Stored data entries:
* * * *

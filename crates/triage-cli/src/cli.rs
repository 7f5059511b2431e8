//! CLI command definitions and argument parsing.

use crate::output::OutputFormat;
use clap::{ArgAction, Parser, Subcommand};
use std::path::PathBuf;

/// Triage CLI - Evaluate issue Signal Sets into triage Verdicts.
#[derive(Debug, Parser)]
#[command(name = "triage")]
#[command(version, about, long_about = None)]
pub struct Cli {
    /// Output format
    #[arg(short, long, value_enum, global = true, default_value = "table")]
    pub format: CliFormat,

    /// Disable colored output
    #[arg(long, global = true)]
    pub no_color: bool,

    /// Increase log verbosity (-v info, -vv debug)
    #[arg(short, long, action = ArgAction::Count, global = true)]
    pub verbose: u8,

    #[command(subcommand)]
    pub command: Command,
}

/// Output format options.
#[derive(Debug, Clone, Copy, clap::ValueEnum)]
pub enum CliFormat {
    /// Table format (default)
    Table,
    /// JSON format
    Json,
    /// Quiet format (tiers and ids only)
    Quiet,
}

/// CLI commands.
#[derive(Debug, Subcommand)]
pub enum Command {
    /// Evaluate one issue
    Evaluate(EvaluateArgs),

    /// Evaluate many issues against a shared candidate pool
    Batch(BatchArgs),

    /// Inspect rule catalogs
    Catalog(CatalogArgs),
}

/// Arguments for the evaluate command.
#[derive(Debug, Parser)]
pub struct EvaluateArgs {
    /// Evaluation request JSON file ("-" for stdin)
    #[arg(short, long, default_value = "-")]
    pub input: String,

    /// Rule catalog TOML file, overriding the request's catalog source
    #[arg(short, long, env = "TRIAGE_CATALOG")]
    pub catalog: Option<PathBuf>,

    /// Evaluation timestamp (Unix seconds), overriding the request's
    #[arg(long)]
    pub at: Option<i64>,
}

/// Arguments for the batch command.
#[derive(Debug, Parser)]
pub struct BatchArgs {
    /// Batch request JSON file ("-" for stdin)
    #[arg(short, long)]
    pub input: String,

    /// Rule catalog TOML file, overriding the request's catalog source
    #[arg(short, long, env = "TRIAGE_CATALOG")]
    pub catalog: Option<PathBuf>,

    /// Targets evaluated at once
    #[arg(long, default_value_t = triage_engine::DEFAULT_CONCURRENCY)]
    pub concurrency: usize,
}

/// Arguments for catalog inspection.
#[derive(Debug, Parser)]
pub struct CatalogArgs {
    #[command(subcommand)]
    pub action: CatalogAction,
}

/// Catalog actions.
#[derive(Debug, Subcommand)]
pub enum CatalogAction {
    /// Load a catalog and report its areas and warnings
    Check {
        /// Rule catalog TOML file (built-in default when omitted)
        #[arg(short, long, env = "TRIAGE_CATALOG")]
        catalog: Option<PathBuf>,

        /// Fail instead of falling back when the catalog has problems
        #[arg(long)]
        strict: bool,
    },

    /// Print the built-in default catalog as TOML
    Default,
}

impl From<CliFormat> for OutputFormat {
    fn from(format: CliFormat) -> Self {
        match format {
            CliFormat::Table => OutputFormat::Table,
            CliFormat::Json => OutputFormat::Json,
            CliFormat::Quiet => OutputFormat::Quiet,
        }
    }
}

impl Cli {
    /// Default log filter for the verbosity level
    pub fn log_level(&self) -> &'static str {
        match self.verbose {
            0 => "warn",
            1 => "info",
            _ => "debug",
        }
    }
}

* * * *

> _WHAT YOU NEED TO DO_
Tally the lines above containing "OutputFormat". Answer with the count only.

> _RESULT OF THIS EXERCISE_
5